Records drawn from a dataset

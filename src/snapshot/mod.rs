//! Offline fund NAV chart snapshot.
//!
//! DESIGN
//! ======
//! A synthetic NAV series is drawn as SVG and rasterized with resvg, so the
//! snapshot needs no browser. Data is regenerated on every run. Rendering is
//! CPU-bound and runs on a blocking thread under a timeout; the server only
//! ever launches it as a child process and never waits on it.

pub mod nav;
pub mod raster;
pub mod spawn;
pub mod svg;

use std::path::{Path, PathBuf};
use std::time::Duration;

use rand::Rng;
use tracing::info;

use crate::config::SnapshotConfig;

#[cfg(test)]
#[path = "snapshot_test.rs"]
mod tests;

#[derive(Debug, thiserror::Error)]
pub enum SnapshotError {
    #[error("invalid date: {0}")]
    Date(#[from] time::error::ComponentRange),
    #[error("SVG parse failed: {0}")]
    Svg(#[from] resvg::usvg::Error),
    #[error("pixmap allocation failed for {width}x{height}")]
    Pixmap { width: u32, height: u32 },
    #[error("PNG encoding failed: {0}")]
    Encode(#[from] png::EncodingError),
    #[error("io error: {0}")]
    Io(#[from] std::io::Error),
    #[error("rendering did not finish within {0:?}")]
    Timeout(Duration),
    #[error("render task failed: {0}")]
    Join(String),
    #[error("snapshot process exited with {0}")]
    ChildFailed(std::process::ExitStatus),
}

/// Generate a fresh series and return the PNG bytes.
///
/// # Errors
///
/// See [`raster::svg_to_png`].
pub fn render_png<R: Rng + ?Sized>(config: &SnapshotConfig, rng: &mut R) -> Result<Vec<u8>, SnapshotError> {
    let series = nav::NavSeries::generate(rng)?;
    let markup = svg::nav_chart_svg(&series, config.width, config.height);
    raster::svg_to_png(&markup, config.width, config.height, config.scale)
}

/// Render and write the PNG to `config.out_path`, creating parent dirs.
///
/// # Errors
///
/// Rendering or filesystem failures.
pub fn render_to_file<R: Rng + ?Sized>(config: &SnapshotConfig, rng: &mut R) -> Result<PathBuf, SnapshotError> {
    let bytes = render_png(config, rng)?;
    write_png(&config.out_path, &bytes)?;
    Ok(config.out_path.clone())
}

fn write_png(path: &Path, bytes: &[u8]) -> Result<(), SnapshotError> {
    if let Some(parent) = path.parent() {
        std::fs::create_dir_all(parent)?;
    }
    std::fs::write(path, bytes)?;
    info!(path = %path.display(), bytes = bytes.len(), "saved chart");
    Ok(())
}

/// Render on a blocking thread, bounded by `config.timeout`.
///
/// The file is written only when rendering beats the deadline; a render
/// that times out is abandoned and never touches `config.out_path`.
///
/// # Errors
///
/// [`SnapshotError::Timeout`] when the deadline passes, otherwise whatever
/// rendering or writing returns.
pub async fn render_with_timeout(config: SnapshotConfig) -> Result<PathBuf, SnapshotError> {
    let timeout = config.timeout;
    let render_config = config.clone();
    let task = tokio::task::spawn_blocking(move || render_png(&render_config, &mut rand::rng()));
    let bytes = match tokio::time::timeout(timeout, task).await {
        Ok(Ok(result)) => result?,
        Ok(Err(join)) => return Err(SnapshotError::Join(join.to_string())),
        Err(_) => return Err(SnapshotError::Timeout(timeout)),
    };
    write_png(&config.out_path, &bytes)?;
    Ok(config.out_path)
}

◆ REQUIRED ACTION
Output these and nothing else: the lines from the one holding "or writing returns." through the final line of the entries above, exactly as they appear.

◆ ANSWER BOX
/// rendering or writing returns.
pub async fn render_with_timeout(config: SnapshotConfig) -> Result<PathBuf, SnapshotError> {
    let timeout = config.timeout;
    let render_config = config.clone();
    let task = tokio::task::spawn_blocking(move || render_png(&render_config, &mut rand::rng()));
    let bytes = match tokio::time::timeout(timeout, task).await {
        Ok(Ok(result)) => result?,
        Ok(Err(join)) => return Err(SnapshotError::Join(join.to_string())),
        Err(_) => return Err(SnapshotError::Timeout(timeout)),
    };
    write_png(&config.out_path, &bytes)?;
    Ok(config.out_path)
}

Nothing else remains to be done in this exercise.